### Aim of the task
Since the data must remain as supplied, reproduce it word for word.

### Data to use
//! Open positions and their exit levels.

use chrono::{DateTime, Utc};
use serde::Serialize;

use crate::domain::signal::ExitReason;

#[derive(Debug, Clone, PartialEq, Serialize)]
pub struct Position {
    pub ticker: String,
    /// Signed; positive is long.
    pub quantity: i64,
    pub entry_price: f64,
    /// 0.0 disables the stop.
    pub stop_price: f64,
    /// 0.0 disables the target.
    pub target_price: f64,
    pub opened_at: DateTime<Utc>,
}

impl Position {
    pub fn is_long(&self) -> bool {
        self.quantity > 0
    }

    pub fn is_short(&self) -> bool {
        self.quantity < 0
    }

    pub fn market_value(&self, price: f64) -> f64 {
        self.quantity.unsigned_abs() as f64 * price
    }

    pub fn unrealized_pnl(&self, price: f64) -> f64 {
        self.quantity as f64 * (price - self.entry_price)
    }

    pub fn should_stop_loss(&self, price: f64) -> bool {
        if self.stop_price == 0.0 {
            return false;
        }
        if self.is_long() {
            price <= self.stop_price
        } else {
            price >= self.stop_price
        }
    }

    pub fn should_take_profit(&self, price: f64) -> bool {
        if self.target_price == 0.0 {
            return false;
        }
        if self.is_long() {
            price >= self.target_price
        } else {
            price <= self.target_price
        }
    }

    /// Stop takes precedence when a gap crosses both levels.
    pub fn exit_reason(&self, price: f64) -> Option<ExitReason> {
        if self.quantity == 0 {
            None
        } else if self.should_stop_loss(price) {
            Some(ExitReason::StopLoss)
        } else if self.should_take_profit(price) {
            Some(ExitReason::TakeProfit)
        } else {
            None
        }
    }
}

#[cfg(test)]
mod tests {
    use super::*;
    use chrono::TimeZone;

    fn sample_long_position() -> Position {
        Position {
            ticker: "AAPL".into(),
            quantity: 100,
            entry_price: 50.0,
            stop_price: 45.0,
            target_price: 60.0,
            opened_at: Utc.with_ymd_and_hms(2024, 1, 15, 15, 0, 0).unwrap(),
        }
    }

    fn sample_short_position() -> Position {
        Position {
            ticker: "MSFT".into(),
            quantity: -100,
            entry_price: 100.0,
            stop_price: 110.0,
            target_price: 80.0,
            opened_at: Utc.with_ymd_and_hms(2024, 1, 15, 15, 0, 0).unwrap(),
        }
    }

    #[test]
    fn is_long_positive_quantity() {
        let pos = sample_long_position();
        assert!(pos.is_long());
        assert!(!pos.is_short());
    }

    #[test]
    fn is_short_negative_quantity() {
        let pos = sample_short_position();
        assert!(pos.is_short());
        assert!(!pos.is_long());
    }

    #[test]
    fn market_value_is_absolute() {
        assert!((sample_long_position().market_value(55.0) - 5500.0).abs() < f64::EPSILON);
        assert!((sample_short_position().market_value(95.0) - 9500.0).abs() < f64::EPSILON);
    }

    #[test]
    fn unrealized_pnl_long_and_short() {
        assert!((sample_long_position().unrealized_pnl(45.0) - (-500.0)).abs() < f64::EPSILON);
        assert!((sample_short_position().unrealized_pnl(90.0) - 1000.0).abs() < f64::EPSILON);
    }

    #[test]
    fn stop_loss_long_triggered() {
        let pos = sample_long_position();
        assert!(pos.should_stop_loss(44.0));
        assert!(pos.should_stop_loss(45.0));
        assert!(!pos.should_stop_loss(46.0));
    }

    #[test]
    fn stop_loss_short_triggered() {
        let pos = sample_short_position();
        assert!(pos.should_stop_loss(111.0));
        assert!(!pos.should_stop_loss(109.0));
    }

    #[test]
    fn take_profit_long_triggered() {
        let pos = sample_long_position();
        assert!(pos.should_take_profit(60.0));
        assert!(!pos.should_take_profit(59.0));
    }

    #[test]
    fn take_profit_short_triggered() {
        let pos = sample_short_position();
        assert!(pos.should_take_profit(79.0));
        assert!(!pos.should_take_profit(81.0));
    }

    #[test]
    fn zero_levels_disable_exits() {
        let mut pos = sample_long_position();
        pos.stop_price = 0.0;
        pos.target_price = 0.0;
        assert!(pos.exit_reason(0.01).is_none());
        assert!(pos.exit_reason(1_000_000.0).is_none());
    }

    #[test]
    fn exit_reason_picks_crossed_level() {
        let pos = sample_long_position();
        assert_eq!(pos.exit_reason(44.0), Some(ExitReason::StopLoss));
        assert_eq!(pos.exit_reason(61.0), Some(ExitReason::TakeProfit));
        assert_eq!(pos.exit_reason(52.0), None);
    }

    #[test]
    fn stop_wins_when_levels_overlap() {
        let mut pos = sample_long_position();
        pos.stop_price = 60.0;
        pos.target_price = 55.0;
        assert_eq!(pos.exit_reason(58.0), Some(ExitReason::StopLoss));
    }
}
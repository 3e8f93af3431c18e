//! Port traits the domain depends on.

pub mod clock_port;
pub mod config_port;
pub mod gateway_port;
pub mod status_port;
//! Ticker universe parsing.
//!
//! The configured list fixes the order tickers are processed in every cycle.

use std::collections::HashSet;

#[derive(Debug, Clone, PartialEq, thiserror::Error)]
pub enum UniverseError {
    #[error("empty token in ticker list")]
    EmptyToken,

    #[error("duplicate ticker: {0}")]
    DuplicateTicker(String),

    #[error("invalid ticker: {0}")]
    InvalidTicker(String),
}

/// Parse a comma-separated ticker list, upper-casing each entry and
/// preserving the given order.
pub fn parse_tickers(input: &str) -> Result<Vec<String>, UniverseError> {
    let mut tickers = Vec::new();
    let mut seen = HashSet::new();

    for token in input.split(',') {
        let trimmed = token.trim();
        if trimmed.is_empty() {
            return Err(UniverseError::EmptyToken);
        }
        let ticker = trimmed.to_uppercase();
        if !ticker
            .chars()
            .all(|c| c.is_ascii_alphanumeric() || c == '.' || c == '-')
        {
            return Err(UniverseError::InvalidTicker(ticker));
        }
        if !seen.insert(ticker.clone()) {
            return Err(UniverseError::DuplicateTicker(ticker));
        }
        tickers.push(ticker);
    }

    Ok(tickers)
}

### Solution for this task
//! Open positions and their exit levels.

use chrono::{DateTime, Utc};
use serde::Serialize;

use crate::domain::signal::ExitReason;

#[derive(Debug, Clone, PartialEq, Serialize)]
pub struct Position {
    pub ticker: String,
    /// Signed; positive is long.
    pub quantity: i64,
    pub entry_price: f64,
    /// 0.0 disables the stop.
    pub stop_price: f64,
    /// 0.0 disables the target.
    pub target_price: f64,
    pub opened_at: DateTime<Utc>,
}

impl Position {
    pub fn is_long(&self) -> bool {
        self.quantity > 0
    }

    pub fn is_short(&self) -> bool {
        self.quantity < 0
    }

    pub fn market_value(&self, price: f64) -> f64 {
        self.quantity.unsigned_abs() as f64 * price
    }

    pub fn unrealized_pnl(&self, price: f64) -> f64 {
        self.quantity as f64 * (price - self.entry_price)
    }

    pub fn should_stop_loss(&self, price: f64) -> bool {
        if self.stop_price == 0.0 {
            return false;
        }
        if self.is_long() {
            price <= self.stop_price
        } else {
            price >= self.stop_price
        }
    }

    pub fn should_take_profit(&self, price: f64) -> bool {
        if self.target_price == 0.0 {
            return false;
        }
        if self.is_long() {
            price >= self.target_price
        } else {
            price <= self.target_price
        }
    }

    /// Stop takes precedence when a gap crosses both levels.
    pub fn exit_reason(&self, price: f64) -> Option<ExitReason> {
        if self.quantity == 0 {
            None
        } else if self.should_stop_loss(price) {
            Some(ExitReason::StopLoss)
        } else if self.should_take_profit(price) {
            Some(ExitReason::TakeProfit)
        } else {
            None
        }
    }
}

#[cfg(test)]
mod tests {
    use super::*;
    use chrono::TimeZone;

    fn sample_long_position() -> Position {
        Position {
            ticker: "AAPL".into(),
            quantity: 100,
            entry_price: 50.0,
            stop_price: 45.0,
            target_price: 60.0,
            opened_at: Utc.with_ymd_and_hms(2024, 1, 15, 15, 0, 0).unwrap(),
        }
    }

    fn sample_short_position() -> Position {
        Position {
            ticker: "MSFT".into(),
            quantity: -100,
            entry_price: 100.0,
            stop_price: 110.0,
            target_price: 80.0,
            opened_at: Utc.with_ymd_and_hms(2024, 1, 15, 15, 0, 0).unwrap(),
        }
    }

    #[test]
    fn is_long_positive_quantity() {
        let pos = sample_long_position();
        assert!(pos.is_long());
        assert!(!pos.is_short());
    }

    #[test]
    fn is_short_negative_quantity() {
        let pos = sample_short_position();
        assert!(pos.is_short());
        assert!(!pos.is_long());
    }

    #[test]
    fn market_value_is_absolute() {
        assert!((sample_long_position().market_value(55.0) - 5500.0).abs() < f64::EPSILON);
        assert!((sample_short_position().market_value(95.0) - 9500.0).abs() < f64::EPSILON);
    }

    #[test]
    fn unrealized_pnl_long_and_short() {
        assert!((sample_long_position().unrealized_pnl(45.0) - (-500.0)).abs() < f64::EPSILON);
        assert!((sample_short_position().unrealized_pnl(90.0) - 1000.0).abs() < f64::EPSILON);
    }

    #[test]
    fn stop_loss_long_triggered() {
        let pos = sample_long_position();
        assert!(pos.should_stop_loss(44.0));
        assert!(pos.should_stop_loss(45.0));
        assert!(!pos.should_stop_loss(46.0));
    }

    #[test]
    fn stop_loss_short_triggered() {
        let pos = sample_short_position();
        assert!(pos.should_stop_loss(111.0));
        assert!(!pos.should_stop_loss(109.0));
    }

    #[test]
    fn take_profit_long_triggered() {
        let pos = sample_long_position();
        assert!(pos.should_take_profit(60.0));
        assert!(!pos.should_take_profit(59.0));
    }

    #[test]
    fn take_profit_short_triggered() {
        let pos = sample_short_position();
        assert!(pos.should_take_profit(79.0));
        assert!(!pos.should_take_profit(81.0));
    }

    #[test]
    fn zero_levels_disable_exits() {
        let mut pos = sample_long_position();
        pos.stop_price = 0.0;
        pos.target_price = 0.0;
        assert!(pos.exit_reason(0.01).is_none());
        assert!(pos.exit_reason(1_000_000.0).is_none());
    }

    #[test]
    fn exit_reason_picks_crossed_level() {
        let pos = sample_long_position();
        assert_eq!(pos.exit_reason(44.0), Some(ExitReason::StopLoss));
        assert_eq!(pos.exit_reason(61.0), Some(ExitReason::TakeProfit));
        assert_eq!(pos.exit_reason(52.0), None);
    }

    #[test]
    fn stop_wins_when_levels_overlap() {
        let mut pos = sample_long_position();
        pos.stop_price = 60.0;
        pos.target_price = 55.0;
        assert_eq!(pos.exit_reason(58.0), Some(ExitReason::StopLoss));
    }
}
repository 3e8f93af3431c18e
//! Port traits the domain depends on.

pub mod clock_port;
pub mod config_port;
pub mod gateway_port;
pub mod status_port;
//! Ticker universe parsing.
//!
//! The configured list fixes the order tickers are processed in every cycle.

use std::collections::HashSet;

#[derive(Debug, Clone, PartialEq, thiserror::Error)]
pub enum UniverseError {
    #[error("empty token in ticker list")]
    EmptyToken,

    #[error("duplicate ticker: {0}")]
    DuplicateTicker(String),

    #[error("invalid ticker: {0}")]
    InvalidTicker(String),
}

/// Parse a comma-separated ticker list, upper-casing each entry and
/// preserving the given order.
pub fn parse_tickers(input: &str) -> Result<Vec<String>, UniverseError> {
    let mut tickers = Vec::new();
    let mut seen = HashSet::new();

    for token in input.split(',') {
        let trimmed = token.trim();
        if trimmed.is_empty() {
            return Err(UniverseError::EmptyToken);
        }
        let ticker = trimmed.to_uppercase();
        if !ticker
            .chars()
            .all(|c| c.is_ascii_alphanumeric() || c == '.' || c == '-')
        {
            return Err(UniverseError::InvalidTicker(ticker));
        }
        if !seen.insert(ticker.clone()) {
            return Err(UniverseError::DuplicateTicker(ticker));
        }
        tickers.push(ticker);
    }

    Ok(tickers)
}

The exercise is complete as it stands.